_Work instructions:_ Count the lines of the records below that hold the word "every", and give only the number.

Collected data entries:
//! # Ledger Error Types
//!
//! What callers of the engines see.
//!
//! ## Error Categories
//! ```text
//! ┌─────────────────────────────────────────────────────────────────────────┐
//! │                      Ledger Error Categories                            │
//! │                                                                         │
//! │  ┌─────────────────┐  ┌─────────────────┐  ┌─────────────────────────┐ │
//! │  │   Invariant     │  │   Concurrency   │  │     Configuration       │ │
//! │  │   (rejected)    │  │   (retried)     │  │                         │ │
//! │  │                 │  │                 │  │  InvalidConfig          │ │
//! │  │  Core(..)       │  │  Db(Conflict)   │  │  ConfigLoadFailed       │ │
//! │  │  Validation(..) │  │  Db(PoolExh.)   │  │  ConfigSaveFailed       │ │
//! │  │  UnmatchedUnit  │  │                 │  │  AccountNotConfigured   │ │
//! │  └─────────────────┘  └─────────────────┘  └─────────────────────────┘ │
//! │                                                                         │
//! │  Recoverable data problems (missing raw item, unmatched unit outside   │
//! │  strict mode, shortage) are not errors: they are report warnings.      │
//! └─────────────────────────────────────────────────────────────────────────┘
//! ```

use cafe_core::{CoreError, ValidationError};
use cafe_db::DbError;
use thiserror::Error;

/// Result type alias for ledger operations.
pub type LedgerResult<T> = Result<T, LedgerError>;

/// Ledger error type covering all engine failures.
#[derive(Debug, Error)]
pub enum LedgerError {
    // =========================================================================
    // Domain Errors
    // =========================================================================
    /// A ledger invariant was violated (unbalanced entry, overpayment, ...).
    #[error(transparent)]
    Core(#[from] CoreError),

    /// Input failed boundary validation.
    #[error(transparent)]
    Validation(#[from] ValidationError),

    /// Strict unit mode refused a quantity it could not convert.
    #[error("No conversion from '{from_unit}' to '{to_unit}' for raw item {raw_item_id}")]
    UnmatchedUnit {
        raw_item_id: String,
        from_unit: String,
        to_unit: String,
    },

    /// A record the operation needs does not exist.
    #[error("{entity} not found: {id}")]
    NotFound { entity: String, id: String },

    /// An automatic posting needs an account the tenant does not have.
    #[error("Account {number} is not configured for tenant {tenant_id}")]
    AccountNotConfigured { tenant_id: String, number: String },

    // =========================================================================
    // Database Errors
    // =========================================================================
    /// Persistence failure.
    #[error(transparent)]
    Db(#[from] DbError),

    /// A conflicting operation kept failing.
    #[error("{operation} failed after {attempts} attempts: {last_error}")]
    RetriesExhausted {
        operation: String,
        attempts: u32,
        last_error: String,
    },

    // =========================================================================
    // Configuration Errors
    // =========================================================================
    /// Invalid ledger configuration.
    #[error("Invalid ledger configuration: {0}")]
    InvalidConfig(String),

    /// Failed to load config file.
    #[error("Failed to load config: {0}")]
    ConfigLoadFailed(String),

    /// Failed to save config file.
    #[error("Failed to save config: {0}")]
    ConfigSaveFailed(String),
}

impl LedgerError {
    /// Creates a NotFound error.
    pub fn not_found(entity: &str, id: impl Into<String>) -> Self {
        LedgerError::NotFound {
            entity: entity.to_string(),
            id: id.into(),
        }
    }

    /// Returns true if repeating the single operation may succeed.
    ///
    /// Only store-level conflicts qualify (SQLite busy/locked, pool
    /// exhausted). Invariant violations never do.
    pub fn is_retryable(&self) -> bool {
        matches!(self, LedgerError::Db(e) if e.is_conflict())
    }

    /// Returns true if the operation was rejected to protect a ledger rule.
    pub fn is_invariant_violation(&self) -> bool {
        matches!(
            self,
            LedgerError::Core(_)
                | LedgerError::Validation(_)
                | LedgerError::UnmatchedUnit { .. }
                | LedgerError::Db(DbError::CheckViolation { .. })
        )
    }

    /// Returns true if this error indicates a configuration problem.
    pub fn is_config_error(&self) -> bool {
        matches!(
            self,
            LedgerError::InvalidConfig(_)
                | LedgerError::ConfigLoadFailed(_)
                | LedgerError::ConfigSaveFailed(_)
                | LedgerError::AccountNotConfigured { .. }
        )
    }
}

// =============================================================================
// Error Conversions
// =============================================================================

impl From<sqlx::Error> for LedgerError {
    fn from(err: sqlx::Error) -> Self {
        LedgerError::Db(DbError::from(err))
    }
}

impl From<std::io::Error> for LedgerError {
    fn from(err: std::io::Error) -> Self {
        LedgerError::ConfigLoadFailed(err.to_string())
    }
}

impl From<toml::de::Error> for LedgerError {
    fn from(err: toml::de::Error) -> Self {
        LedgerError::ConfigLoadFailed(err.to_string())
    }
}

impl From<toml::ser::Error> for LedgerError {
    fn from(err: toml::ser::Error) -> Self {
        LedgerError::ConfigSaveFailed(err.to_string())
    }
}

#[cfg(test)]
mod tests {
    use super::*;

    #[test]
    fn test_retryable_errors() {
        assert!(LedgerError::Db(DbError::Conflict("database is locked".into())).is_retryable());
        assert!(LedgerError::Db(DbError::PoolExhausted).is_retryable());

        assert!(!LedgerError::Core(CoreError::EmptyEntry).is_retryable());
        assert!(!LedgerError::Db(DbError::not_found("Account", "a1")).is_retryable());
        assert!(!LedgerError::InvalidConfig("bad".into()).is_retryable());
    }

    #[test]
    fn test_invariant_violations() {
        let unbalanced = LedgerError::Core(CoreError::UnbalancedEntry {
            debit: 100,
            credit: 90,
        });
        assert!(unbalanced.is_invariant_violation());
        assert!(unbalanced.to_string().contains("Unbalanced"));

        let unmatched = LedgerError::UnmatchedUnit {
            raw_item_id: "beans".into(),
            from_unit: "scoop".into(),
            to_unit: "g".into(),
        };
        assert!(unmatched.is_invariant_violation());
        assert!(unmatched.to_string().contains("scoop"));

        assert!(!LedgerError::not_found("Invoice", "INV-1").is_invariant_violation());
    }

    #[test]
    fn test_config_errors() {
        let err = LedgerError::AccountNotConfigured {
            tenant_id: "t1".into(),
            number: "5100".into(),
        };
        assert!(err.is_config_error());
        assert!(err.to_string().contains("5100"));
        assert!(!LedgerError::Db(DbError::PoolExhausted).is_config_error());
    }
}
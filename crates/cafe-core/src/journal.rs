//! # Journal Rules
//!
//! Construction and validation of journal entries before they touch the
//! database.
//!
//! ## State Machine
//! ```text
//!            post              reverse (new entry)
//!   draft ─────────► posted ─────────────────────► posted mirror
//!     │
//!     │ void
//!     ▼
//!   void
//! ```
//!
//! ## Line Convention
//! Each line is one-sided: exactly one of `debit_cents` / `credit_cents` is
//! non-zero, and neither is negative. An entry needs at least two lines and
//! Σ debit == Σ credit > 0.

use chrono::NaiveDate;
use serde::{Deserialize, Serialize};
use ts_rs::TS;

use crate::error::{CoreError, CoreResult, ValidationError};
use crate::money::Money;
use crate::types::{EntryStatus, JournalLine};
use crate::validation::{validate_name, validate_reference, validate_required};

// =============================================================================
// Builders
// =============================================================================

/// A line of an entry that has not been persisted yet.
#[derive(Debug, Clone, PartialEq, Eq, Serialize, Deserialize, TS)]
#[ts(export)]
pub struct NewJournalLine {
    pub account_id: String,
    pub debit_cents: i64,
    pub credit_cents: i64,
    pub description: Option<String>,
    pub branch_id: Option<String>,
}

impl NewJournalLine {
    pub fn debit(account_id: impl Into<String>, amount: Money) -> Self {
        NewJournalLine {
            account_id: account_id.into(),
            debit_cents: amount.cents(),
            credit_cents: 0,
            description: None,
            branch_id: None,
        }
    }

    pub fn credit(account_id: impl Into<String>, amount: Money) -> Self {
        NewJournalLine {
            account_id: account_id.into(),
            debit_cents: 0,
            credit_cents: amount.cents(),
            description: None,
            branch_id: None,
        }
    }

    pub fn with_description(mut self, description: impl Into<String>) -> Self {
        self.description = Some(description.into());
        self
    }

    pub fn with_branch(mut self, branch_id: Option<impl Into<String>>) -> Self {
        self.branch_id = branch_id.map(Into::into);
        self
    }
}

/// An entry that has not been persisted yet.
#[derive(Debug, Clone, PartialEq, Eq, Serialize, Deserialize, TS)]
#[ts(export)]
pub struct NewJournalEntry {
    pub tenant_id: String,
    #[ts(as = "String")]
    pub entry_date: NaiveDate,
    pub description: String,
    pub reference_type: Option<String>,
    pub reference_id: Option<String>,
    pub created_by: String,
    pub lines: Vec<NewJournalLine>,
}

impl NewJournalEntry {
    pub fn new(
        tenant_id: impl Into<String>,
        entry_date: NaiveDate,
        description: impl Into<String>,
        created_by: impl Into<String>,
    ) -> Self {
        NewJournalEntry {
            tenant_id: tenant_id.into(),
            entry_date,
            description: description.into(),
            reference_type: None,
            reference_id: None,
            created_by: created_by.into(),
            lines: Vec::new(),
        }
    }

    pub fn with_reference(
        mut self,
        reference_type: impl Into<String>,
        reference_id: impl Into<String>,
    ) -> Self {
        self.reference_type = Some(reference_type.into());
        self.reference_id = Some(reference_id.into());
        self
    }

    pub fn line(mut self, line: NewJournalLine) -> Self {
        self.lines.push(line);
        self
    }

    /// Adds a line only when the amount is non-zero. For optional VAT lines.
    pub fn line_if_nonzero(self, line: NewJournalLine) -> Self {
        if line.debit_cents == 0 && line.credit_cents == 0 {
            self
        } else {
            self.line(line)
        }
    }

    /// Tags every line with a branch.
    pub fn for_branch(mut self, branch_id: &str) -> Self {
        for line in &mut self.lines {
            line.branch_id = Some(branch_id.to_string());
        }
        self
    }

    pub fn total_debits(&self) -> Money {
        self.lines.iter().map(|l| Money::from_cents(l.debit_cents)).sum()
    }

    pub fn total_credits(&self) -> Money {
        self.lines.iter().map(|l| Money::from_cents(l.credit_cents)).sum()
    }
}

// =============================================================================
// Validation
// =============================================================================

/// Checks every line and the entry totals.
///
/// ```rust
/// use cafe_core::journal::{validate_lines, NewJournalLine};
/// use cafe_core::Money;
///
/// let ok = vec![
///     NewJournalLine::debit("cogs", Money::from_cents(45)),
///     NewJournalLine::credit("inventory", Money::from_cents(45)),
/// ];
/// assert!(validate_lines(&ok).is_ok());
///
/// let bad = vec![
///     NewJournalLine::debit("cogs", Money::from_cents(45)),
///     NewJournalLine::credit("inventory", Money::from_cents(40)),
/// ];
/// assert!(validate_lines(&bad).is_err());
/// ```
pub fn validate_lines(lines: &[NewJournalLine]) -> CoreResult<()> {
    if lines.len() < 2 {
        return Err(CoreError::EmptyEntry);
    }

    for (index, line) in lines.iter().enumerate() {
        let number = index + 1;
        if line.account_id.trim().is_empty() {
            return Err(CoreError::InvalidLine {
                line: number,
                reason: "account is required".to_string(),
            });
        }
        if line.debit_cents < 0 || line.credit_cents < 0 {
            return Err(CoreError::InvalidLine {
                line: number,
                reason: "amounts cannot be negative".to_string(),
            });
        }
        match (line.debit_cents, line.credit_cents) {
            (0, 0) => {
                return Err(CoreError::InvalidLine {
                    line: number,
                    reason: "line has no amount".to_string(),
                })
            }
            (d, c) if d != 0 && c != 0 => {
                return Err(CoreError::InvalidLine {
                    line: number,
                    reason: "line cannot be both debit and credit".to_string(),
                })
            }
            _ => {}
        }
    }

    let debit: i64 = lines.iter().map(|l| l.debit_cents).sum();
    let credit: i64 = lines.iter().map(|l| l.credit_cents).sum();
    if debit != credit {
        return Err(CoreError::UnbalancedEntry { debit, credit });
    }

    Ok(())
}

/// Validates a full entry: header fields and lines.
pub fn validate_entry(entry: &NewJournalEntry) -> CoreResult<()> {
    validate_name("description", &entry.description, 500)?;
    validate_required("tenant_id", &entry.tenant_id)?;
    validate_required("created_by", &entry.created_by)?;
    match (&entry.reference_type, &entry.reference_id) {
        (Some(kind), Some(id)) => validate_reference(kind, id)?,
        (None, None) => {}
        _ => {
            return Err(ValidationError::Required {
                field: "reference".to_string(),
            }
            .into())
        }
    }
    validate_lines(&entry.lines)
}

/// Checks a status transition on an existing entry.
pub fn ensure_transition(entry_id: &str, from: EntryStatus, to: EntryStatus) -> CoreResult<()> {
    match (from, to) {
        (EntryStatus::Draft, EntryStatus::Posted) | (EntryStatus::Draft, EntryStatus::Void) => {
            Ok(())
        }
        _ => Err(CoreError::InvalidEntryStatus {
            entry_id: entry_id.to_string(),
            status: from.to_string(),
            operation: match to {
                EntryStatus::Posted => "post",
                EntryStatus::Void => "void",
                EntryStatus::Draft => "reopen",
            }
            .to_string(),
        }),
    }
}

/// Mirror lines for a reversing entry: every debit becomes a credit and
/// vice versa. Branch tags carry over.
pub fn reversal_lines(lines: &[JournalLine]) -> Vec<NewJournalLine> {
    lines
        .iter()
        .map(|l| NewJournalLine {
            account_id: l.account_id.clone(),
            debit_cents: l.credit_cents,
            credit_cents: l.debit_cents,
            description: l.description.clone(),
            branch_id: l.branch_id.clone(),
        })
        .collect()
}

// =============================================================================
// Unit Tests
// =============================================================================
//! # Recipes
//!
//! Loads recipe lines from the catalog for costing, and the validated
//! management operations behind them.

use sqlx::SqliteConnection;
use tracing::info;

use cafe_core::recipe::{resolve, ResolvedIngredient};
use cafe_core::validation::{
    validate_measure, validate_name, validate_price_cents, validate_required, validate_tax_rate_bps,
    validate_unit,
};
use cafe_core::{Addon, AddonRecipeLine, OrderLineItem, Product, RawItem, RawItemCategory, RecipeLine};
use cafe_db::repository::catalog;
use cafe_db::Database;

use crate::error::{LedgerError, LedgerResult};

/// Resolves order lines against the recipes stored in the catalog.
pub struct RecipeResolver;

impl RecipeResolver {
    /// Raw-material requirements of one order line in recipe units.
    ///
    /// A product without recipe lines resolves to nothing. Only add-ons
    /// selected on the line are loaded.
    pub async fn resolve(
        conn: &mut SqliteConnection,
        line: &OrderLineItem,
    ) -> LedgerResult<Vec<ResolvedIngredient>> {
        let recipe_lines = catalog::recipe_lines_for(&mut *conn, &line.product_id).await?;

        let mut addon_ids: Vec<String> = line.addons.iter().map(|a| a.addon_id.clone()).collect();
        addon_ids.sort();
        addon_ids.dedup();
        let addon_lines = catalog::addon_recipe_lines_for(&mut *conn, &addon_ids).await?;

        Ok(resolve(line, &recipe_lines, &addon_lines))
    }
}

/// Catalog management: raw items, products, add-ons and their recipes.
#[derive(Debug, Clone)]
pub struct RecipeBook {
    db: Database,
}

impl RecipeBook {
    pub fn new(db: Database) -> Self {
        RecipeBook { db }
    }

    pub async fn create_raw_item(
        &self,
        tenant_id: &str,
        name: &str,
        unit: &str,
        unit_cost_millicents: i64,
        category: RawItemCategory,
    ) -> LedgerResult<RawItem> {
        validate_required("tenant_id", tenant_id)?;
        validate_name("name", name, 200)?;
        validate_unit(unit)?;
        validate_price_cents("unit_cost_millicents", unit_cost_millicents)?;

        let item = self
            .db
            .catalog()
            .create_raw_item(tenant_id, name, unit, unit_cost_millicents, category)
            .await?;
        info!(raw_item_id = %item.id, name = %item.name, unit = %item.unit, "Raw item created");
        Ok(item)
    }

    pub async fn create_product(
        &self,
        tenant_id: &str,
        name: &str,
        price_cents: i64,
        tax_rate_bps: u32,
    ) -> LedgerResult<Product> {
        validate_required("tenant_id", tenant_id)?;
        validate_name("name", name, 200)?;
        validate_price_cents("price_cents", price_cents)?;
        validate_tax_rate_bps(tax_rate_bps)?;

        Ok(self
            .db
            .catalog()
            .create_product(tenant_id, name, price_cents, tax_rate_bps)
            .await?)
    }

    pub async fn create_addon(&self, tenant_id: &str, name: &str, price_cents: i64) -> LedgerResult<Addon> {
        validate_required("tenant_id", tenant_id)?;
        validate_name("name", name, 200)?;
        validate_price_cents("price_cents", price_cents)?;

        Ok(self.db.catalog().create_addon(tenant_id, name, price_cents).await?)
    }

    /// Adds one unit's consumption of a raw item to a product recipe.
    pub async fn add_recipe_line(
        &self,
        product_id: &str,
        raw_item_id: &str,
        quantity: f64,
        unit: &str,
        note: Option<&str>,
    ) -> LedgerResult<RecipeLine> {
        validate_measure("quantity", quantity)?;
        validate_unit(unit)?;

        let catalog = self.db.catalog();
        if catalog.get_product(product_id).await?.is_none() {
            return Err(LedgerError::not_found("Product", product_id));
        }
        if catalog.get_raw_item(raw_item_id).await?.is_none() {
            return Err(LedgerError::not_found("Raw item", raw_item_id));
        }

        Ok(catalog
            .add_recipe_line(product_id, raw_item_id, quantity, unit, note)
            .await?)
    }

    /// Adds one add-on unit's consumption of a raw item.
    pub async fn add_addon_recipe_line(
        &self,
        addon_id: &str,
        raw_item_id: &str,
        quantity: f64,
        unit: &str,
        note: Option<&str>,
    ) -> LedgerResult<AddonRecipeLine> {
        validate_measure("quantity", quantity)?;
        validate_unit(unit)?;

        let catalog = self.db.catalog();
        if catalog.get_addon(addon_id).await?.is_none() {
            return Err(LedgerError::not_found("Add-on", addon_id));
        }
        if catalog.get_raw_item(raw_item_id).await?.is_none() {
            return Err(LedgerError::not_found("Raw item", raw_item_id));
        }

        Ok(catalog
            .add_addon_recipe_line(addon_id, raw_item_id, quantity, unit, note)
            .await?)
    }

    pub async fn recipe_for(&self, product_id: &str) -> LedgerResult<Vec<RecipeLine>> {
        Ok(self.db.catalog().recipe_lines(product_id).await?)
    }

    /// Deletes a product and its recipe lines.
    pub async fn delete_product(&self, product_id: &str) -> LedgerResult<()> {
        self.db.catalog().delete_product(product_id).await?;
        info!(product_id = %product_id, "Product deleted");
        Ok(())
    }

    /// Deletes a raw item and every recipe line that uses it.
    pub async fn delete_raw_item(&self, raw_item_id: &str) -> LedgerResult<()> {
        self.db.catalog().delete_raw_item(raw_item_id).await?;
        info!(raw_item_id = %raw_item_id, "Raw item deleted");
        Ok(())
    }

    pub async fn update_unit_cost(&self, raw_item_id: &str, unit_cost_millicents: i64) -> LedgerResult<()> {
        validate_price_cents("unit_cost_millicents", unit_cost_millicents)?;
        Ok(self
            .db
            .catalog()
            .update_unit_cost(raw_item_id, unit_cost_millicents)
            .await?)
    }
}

_Expected answer:_ 4